Stored items:
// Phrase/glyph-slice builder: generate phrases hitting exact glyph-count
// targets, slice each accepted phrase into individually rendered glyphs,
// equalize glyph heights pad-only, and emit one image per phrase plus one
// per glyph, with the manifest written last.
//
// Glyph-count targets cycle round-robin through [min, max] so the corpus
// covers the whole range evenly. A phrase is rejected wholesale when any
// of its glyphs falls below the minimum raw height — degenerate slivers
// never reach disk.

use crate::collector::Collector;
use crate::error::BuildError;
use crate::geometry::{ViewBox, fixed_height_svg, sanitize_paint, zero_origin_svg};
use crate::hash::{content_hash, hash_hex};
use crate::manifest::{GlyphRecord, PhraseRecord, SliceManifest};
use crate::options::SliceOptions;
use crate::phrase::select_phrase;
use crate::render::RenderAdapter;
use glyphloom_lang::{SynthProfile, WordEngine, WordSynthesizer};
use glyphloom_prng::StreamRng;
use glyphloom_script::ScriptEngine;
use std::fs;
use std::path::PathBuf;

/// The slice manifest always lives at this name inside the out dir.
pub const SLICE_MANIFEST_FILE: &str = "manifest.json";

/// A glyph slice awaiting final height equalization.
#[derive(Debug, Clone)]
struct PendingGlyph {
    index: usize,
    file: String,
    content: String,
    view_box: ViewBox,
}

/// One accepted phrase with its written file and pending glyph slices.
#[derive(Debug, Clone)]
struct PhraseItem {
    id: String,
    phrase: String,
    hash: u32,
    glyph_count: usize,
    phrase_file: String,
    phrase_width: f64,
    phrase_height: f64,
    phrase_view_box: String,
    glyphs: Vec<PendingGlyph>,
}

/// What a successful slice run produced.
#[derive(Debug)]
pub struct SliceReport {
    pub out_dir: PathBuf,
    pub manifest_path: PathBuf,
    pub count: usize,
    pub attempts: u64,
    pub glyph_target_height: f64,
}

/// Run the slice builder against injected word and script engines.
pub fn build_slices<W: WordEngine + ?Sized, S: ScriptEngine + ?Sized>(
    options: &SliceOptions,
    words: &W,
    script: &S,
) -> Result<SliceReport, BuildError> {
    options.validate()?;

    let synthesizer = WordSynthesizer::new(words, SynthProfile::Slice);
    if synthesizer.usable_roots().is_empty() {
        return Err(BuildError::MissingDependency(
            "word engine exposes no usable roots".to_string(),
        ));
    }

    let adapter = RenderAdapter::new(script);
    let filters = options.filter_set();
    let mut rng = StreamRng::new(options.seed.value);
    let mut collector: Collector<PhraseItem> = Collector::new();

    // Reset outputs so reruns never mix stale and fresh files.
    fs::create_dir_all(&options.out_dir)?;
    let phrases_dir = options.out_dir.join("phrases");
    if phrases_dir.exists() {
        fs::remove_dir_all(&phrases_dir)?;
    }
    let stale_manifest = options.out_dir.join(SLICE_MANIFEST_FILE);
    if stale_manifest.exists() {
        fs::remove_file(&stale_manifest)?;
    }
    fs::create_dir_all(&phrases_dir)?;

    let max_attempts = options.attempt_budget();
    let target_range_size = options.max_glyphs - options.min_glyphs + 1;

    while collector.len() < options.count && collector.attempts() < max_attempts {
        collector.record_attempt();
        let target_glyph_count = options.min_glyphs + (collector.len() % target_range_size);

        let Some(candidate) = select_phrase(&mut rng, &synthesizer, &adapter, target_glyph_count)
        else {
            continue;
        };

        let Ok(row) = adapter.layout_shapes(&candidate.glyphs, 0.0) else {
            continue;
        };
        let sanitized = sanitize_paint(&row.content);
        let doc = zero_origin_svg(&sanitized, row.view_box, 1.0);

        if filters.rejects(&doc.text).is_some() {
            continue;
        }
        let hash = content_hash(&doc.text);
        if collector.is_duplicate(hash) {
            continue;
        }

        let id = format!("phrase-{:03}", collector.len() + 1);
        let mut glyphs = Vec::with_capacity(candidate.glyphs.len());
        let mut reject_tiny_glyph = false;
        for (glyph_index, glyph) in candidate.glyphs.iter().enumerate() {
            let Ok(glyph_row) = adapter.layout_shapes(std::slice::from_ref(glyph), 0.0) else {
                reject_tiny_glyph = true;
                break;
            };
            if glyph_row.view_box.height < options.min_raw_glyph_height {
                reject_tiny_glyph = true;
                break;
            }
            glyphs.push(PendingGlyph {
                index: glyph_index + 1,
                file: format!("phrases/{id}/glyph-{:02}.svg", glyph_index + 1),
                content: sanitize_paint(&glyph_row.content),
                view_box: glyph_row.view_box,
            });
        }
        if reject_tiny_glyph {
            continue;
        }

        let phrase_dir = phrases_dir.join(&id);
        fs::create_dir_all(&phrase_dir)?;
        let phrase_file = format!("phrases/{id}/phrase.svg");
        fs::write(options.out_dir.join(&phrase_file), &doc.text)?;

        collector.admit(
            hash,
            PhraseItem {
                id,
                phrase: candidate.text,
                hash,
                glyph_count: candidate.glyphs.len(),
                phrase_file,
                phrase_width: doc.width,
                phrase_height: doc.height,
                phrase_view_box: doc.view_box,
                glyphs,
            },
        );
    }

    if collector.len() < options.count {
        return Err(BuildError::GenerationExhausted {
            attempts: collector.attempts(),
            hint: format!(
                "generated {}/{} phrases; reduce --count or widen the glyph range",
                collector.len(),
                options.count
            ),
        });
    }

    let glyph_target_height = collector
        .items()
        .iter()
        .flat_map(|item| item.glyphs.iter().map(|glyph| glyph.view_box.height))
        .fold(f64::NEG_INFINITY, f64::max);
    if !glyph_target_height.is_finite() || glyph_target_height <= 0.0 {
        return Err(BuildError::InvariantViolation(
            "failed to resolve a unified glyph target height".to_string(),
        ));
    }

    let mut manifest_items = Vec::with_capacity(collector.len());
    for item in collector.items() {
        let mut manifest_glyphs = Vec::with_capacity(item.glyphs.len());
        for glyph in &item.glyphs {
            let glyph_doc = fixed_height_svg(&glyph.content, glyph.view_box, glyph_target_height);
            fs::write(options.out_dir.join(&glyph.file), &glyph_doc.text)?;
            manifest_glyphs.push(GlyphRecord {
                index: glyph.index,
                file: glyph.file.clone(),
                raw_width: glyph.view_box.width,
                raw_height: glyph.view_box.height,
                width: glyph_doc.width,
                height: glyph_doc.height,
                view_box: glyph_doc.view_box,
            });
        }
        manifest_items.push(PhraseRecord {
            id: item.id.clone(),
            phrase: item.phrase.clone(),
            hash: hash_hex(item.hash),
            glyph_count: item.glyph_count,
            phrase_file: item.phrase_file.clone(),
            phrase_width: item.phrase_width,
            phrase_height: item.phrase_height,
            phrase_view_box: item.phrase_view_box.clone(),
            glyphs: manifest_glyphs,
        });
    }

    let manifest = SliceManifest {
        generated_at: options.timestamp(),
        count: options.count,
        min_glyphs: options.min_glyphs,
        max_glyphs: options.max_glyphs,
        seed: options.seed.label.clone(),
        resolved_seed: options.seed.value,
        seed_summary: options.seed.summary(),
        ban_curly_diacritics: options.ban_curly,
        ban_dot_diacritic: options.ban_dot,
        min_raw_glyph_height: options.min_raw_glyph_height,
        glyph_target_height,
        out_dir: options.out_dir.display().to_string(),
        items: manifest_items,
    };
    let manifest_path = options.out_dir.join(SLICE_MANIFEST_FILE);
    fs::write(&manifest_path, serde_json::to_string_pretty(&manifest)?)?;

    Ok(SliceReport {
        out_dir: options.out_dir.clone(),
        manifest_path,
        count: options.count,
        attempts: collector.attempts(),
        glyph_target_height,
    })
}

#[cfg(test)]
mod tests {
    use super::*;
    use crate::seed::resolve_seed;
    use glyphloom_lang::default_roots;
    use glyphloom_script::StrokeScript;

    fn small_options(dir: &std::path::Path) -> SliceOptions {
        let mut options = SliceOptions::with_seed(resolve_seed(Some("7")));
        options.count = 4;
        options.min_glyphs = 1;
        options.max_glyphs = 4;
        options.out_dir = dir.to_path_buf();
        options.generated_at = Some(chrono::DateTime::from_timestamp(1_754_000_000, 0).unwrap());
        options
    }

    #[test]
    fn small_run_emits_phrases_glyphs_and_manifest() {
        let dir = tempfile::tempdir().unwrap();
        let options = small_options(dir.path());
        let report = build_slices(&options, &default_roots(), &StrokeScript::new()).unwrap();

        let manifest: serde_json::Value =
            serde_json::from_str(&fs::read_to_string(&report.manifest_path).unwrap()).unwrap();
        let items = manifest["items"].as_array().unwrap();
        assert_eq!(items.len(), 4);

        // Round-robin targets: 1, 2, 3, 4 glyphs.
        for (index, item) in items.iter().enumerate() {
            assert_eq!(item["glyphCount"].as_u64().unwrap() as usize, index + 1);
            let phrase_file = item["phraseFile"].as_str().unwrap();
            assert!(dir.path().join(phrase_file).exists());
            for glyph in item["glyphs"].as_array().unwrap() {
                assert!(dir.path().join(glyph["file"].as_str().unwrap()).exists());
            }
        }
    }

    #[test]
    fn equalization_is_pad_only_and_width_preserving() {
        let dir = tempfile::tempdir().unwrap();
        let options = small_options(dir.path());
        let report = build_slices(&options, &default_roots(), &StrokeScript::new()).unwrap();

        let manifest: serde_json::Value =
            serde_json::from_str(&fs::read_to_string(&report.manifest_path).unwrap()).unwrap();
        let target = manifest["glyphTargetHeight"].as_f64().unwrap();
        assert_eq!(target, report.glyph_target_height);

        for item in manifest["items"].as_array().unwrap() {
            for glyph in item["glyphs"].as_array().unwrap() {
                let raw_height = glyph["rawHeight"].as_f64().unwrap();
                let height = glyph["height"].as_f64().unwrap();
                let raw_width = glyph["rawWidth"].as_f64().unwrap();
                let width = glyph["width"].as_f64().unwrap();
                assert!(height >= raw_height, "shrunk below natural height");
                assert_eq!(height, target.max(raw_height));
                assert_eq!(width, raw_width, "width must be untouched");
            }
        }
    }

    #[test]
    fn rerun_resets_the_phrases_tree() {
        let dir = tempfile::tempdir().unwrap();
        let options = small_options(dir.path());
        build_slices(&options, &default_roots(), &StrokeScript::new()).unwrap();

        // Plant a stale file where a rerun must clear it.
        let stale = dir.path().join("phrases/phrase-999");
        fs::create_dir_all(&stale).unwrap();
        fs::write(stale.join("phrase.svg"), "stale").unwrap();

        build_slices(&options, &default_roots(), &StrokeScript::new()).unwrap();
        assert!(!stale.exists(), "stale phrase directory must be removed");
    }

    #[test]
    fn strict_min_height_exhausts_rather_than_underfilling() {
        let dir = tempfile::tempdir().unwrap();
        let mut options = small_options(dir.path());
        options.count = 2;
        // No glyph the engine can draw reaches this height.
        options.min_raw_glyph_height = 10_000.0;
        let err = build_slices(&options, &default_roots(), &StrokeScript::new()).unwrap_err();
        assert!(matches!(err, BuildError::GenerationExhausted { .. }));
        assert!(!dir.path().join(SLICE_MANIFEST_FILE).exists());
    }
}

## [About this task]
Say only how many lines in the records carry the word "PathBuf".

## [Answer box]
3